§ WHAT IS REQUIRED: Return the data below exactly, but only from the line containing "let Some(window) = raster.grid().window_for(&bounds)" through the line containing "let mut out = StandardOutcome::default();", with both of those lines included.

Data entries:
______________________________
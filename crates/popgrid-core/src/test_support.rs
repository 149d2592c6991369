//! Shared fixtures for unit tests.

use std::cell::RefCell;
use std::rc::Rc;

use geo::{Coord, MultiPolygon, Polygon, Rect};
use rusqlite::params;

use crate::error::RasterError;
use crate::geometry::encode_wkb;
use crate::raster::{GeoTransform, PixelWindow, RasterGrid, RasterSource, RasterWindow, GEOGRAPHIC_EPSG};
use crate::store::SqliteStore;

pub(crate) fn rect(min_x: f64, min_y: f64, max_x: f64, max_y: f64) -> Polygon<f64> {
    Rect::new(Coord { x: min_x, y: min_y }, Coord { x: max_x, y: max_y }).to_polygon()
}

pub(crate) fn square(min_x: f64, min_y: f64, size: f64) -> MultiPolygon<f64> {
    MultiPolygon::new(vec![rect(min_x, min_y, min_x + size, min_y + size)])
}

// ── Store rows ────────────────────────────────────────────────────────────────

pub(crate) struct Row<'a> {
    pub id: &'a str,
    pub iso: &'a str,
    pub level: u8,
    pub parent: Option<&'a str>,
    pub source: &'a str,
    pub geom: Option<Vec<u8>>,
    pub deleted: bool,
}

impl<'a> Row<'a> {
    pub fn new(id: &'a str, iso: &'a str, level: u8, geom: &MultiPolygon<f64>) -> Self {
        Self {
            id,
            iso,
            level,
            parent: None,
            source: "geoboundaries",
            geom: Some(encode_wkb(geom)),
            deleted: false,
        }
    }
}

pub(crate) fn insert(store: &SqliteStore, row: Row<'_>) {
    store
        .conn
        .execute(
            "INSERT INTO jurisdictions (id, iso_code, adm_level, parent_id, source, geom, deleted_at)
             VALUES (?1, ?2, ?3, ?4, ?5, ?6, ?7)",
            params![
                row.id,
                row.iso,
                row.level,
                row.parent,
                row.source,
                row.geom,
                row.deleted.then_some("2024-01-01T00:00:00Z"),
            ],
        )
        .unwrap();
}

pub(crate) fn population(store: &SqliteStore, id: &str) -> Option<i64> {
    store
        .conn
        .query_row("SELECT population FROM jurisdictions WHERE id = ?1", params![id], |r| r.get(0))
        .unwrap()
}

// ── Rasters ───────────────────────────────────────────────────────────────────

pub(crate) type ReadLog = Rc<RefCell<Vec<PixelWindow>>>;

/// A raster whose pixels are computed on demand, so tests can describe
/// country-sized grids without allocating them. Every read is logged.
pub(crate) struct FnRaster {
    pub grid: RasterGrid,
    value: Box<dyn Fn(usize, usize) -> f32>,
    fail: Box<dyn Fn(&PixelWindow) -> bool>,
    pub reads: ReadLog,
}

impl FnRaster {
    /// North-up grid with 1-unit pixels and its top-left corner at
    /// (0, `height`), so pixel (c, r) spans x ∈ [c, c+1].
    pub fn new(width: usize, height: usize, value: impl Fn(usize, usize) -> f32 + 'static) -> Self {
        Self {
            grid: RasterGrid {
                width,
                height,
                transform: GeoTransform::new(0.0, 1.0, height as f64, -1.0),
                nodata: None,
                epsg: Some(GEOGRAPHIC_EPSG),
            },
            value: Box::new(value),
            fail: Box::new(|_| false),
            reads: Rc::new(RefCell::new(Vec::new())),
        }
    }

    pub fn failing_when(mut self, fail: impl Fn(&PixelWindow) -> bool + 'static) -> Self {
        self.fail = Box::new(fail);
        self
    }

    pub fn read_log(&self) -> ReadLog {
        Rc::clone(&self.reads)
    }
}

impl RasterSource for FnRaster {
    fn grid(&self) -> &RasterGrid {
        &self.grid
    }

    fn read_window(&mut self, window: PixelWindow) -> Result<RasterWindow, RasterError> {
        self.grid.check_window(&window)?;
        self.reads.borrow_mut().push(window);
        if (self.fail)(&window) {
            return Err(RasterError::Tiff(tiff::TiffError::IoError(std::io::Error::other("injected read failure"))));
        }
        let mut data = Vec::with_capacity(window.pixel_count());
        for r in window.row_off..window.row_off + window.height {
            for c in window.col_off..window.col_off + window.width {
                data.push((self.value)(c, r));
            }
        }
        Ok(RasterWindow { window, data })
    }
}

/// Wraps any raster and logs the windows read through it.
pub(crate) struct CountingRaster<R> {
    inner: R,
    reads: ReadLog,
}

impl<R: RasterSource> CountingRaster<R> {
    pub fn new(inner: R, reads: ReadLog) -> Self {
        Self { inner, reads }
    }
}

impl<R: RasterSource> RasterSource for CountingRaster<R> {
    fn grid(&self) -> &RasterGrid {
        self.inner.grid()
    }

    fn read_window(&mut self, window: PixelWindow) -> Result<RasterWindow, RasterError> {
        self.reads.borrow_mut().push(window);
        self.inner.read_window(window)
    }
}
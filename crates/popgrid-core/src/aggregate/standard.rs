//! Direct zonal sums, one window read per polygon, in fixed-size sub-batches.

use std::collections::BTreeMap;

use log::warn;

use super::{population_value, Feature};
use crate::error::RasterError;
use crate::geometry::Bounds;
use crate::raster::RasterSource;
use crate::rasterize::zonal_sum;

/// A sub-batch that stopped at a read failure.
#[derive(Debug, Clone, PartialEq)]
pub struct BatchFailure {
    /// Zero-based sub-batch index within the call.
    pub batch: usize,
    pub message: String,
    /// The failing polygon plus every polygon after it in the sub-batch.
    pub zeroed: usize,
}

#[derive(Debug, Clone, Default)]
pub struct StandardOutcome {
    /// One entry for every input id.
    pub values: BTreeMap<String, u64>,
    pub failures: Vec<BatchFailure>,
}

fn polygon_value<R: RasterSource + ?Sized>(feature: &Feature, raster: &mut R) -> Result<u64, RasterError> {
    let Some(bounds) = Bounds::of(&feature.geom) else {
        return Ok(0);
    };
    // Entirely outside the raster: nothing to count.
    let Some(window) = raster.grid().window_for(&bounds) else {
        return Ok(0);
    };
    let pixels = raster.read_window(window)?;
    Ok(population_value(zonal_sum(&feature.geom, raster.grid(), &pixels)))
}

/// Sum `features` against `raster` in sub-batches of `batch_size`.
///
/// A read failure zeroes the failing polygon and the rest of its sub-batch;
/// earlier sub-batches keep their values and later ones still run.
pub fn aggregate_standard<R: RasterSource + ?Sized>(
    features: &[Feature],
    raster: &mut R,
    batch_size: usize,
) -> StandardOutcome {
    let mut out = StandardOutcome::default();

    for (batch, group) in features.chunks(batch_size.max(1)).enumerate() {
        for (i, feature) in group.iter().enumerate() {
            match polygon_value(feature, raster) {
                Ok(v) => {
                    out.values.insert(feature.id.clone(), v);
                }
                Err(e) => {
                    let rest = &group[i..];
                    warn!(
                        "sub-batch {batch} failed at {}: {e}; writing 0 for {} polygons",
                        feature.id,
                        rest.len()
                    );
                    for f in rest {
                        out.values.insert(f.id.clone(), 0);
                    }
                    out.failures.push(BatchFailure {
                        batch,
                        message: e.to_string(),
                        zeroed: rest.len(),
                    });
                    break;
                }
            }
        }
    }

    out
}

#[cfg(test)]
mod tests {
    use super::*;
    use crate::raster::MemoryRaster;
    use crate::test_support::{square, FnRaster};

    fn features(n: usize) -> Vec<Feature> {
        (0..n)
            .map(|i| Feature { id: format!("p{i}"), geom: square(i as f64 * 2.0, 0.0, 1.0) })
            .collect()
    }

    #[test]
    fn every_input_gets_a_value() {
        let mut raster = MemoryRaster::filled(20, 2, 0.0, 2.0, 1.0, 3.0);
        let out = aggregate_standard(&features(7), &mut raster, 3);
        assert_eq!(out.values.len(), 7);
        assert!(out.values.values().all(|&v| v == 3));
        assert!(out.failures.is_empty());
    }

    #[test]
    fn read_failure_zeroes_rest_of_sub_batch_only() {
        // Polygon p4 sits at column 8; sub-batches of 3 are [p0 p1 p2] [p3 p4 p5] [p6].
        let mut raster = FnRaster::new(20, 2, |_, _| 5.0).failing_when(|w| w.col_off == 8);
        let out = aggregate_standard(&features(7), &mut raster, 3);

        assert_eq!(out.values.len(), 7);
        assert_eq!(out.values["p3"], 5);
        assert_eq!(out.values["p4"], 0);
        assert_eq!(out.values["p5"], 0);
        assert_eq!(out.values["p6"], 5);
        assert_eq!(out.failures.len(), 1);
        assert_eq!(out.failures[0].batch, 1);
        assert_eq!(out.failures[0].zeroed, 2);
        // p5 was never read.
        assert!(raster.reads.borrow().iter().all(|w| w.col_off != 10));
    }

    #[test]
    fn polygon_outside_raster_is_zero_without_read() {
        let mut raster = FnRaster::new(4, 4, |_, _| 1.0);
        let outside = vec![Feature { id: "far".into(), geom: square(100.0, 100.0, 1.0) }];
        let out = aggregate_standard(&outside, &mut raster, 50);
        assert_eq!(out.values["far"], 0);
        assert!(raster.reads.borrow().is_empty());
    }

    #[test]
    fn negative_sums_clamp_to_zero() {
        let mut raster = MemoryRaster::filled(4, 4, 0.0, 4.0, 1.0, -2.0);
        let out = aggregate_standard(&features(1), &mut raster, 50);
        assert_eq!(out.values["p0"], 0);
    }
}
______________________________
§ FINAL ANSWER:
    let Some(window) = raster.grid().window_for(&bounds) else {
        return Ok(0);
    };
    let pixels = raster.read_window(window)?;
    Ok(population_value(zonal_sum(&feature.geom, raster.grid(), &pixels)))
}

/// Sum `features` against `raster` in sub-batches of `batch_size`.
///
/// A read failure zeroes the failing polygon and the rest of its sub-batch;
/// earlier sub-batches keep their values and later ones still run.
pub fn aggregate_standard<R: RasterSource + ?Sized>(
    features: &[Feature],
    raster: &mut R,
    batch_size: usize,
) -> StandardOutcome {
    let mut out = StandardOutcome::default();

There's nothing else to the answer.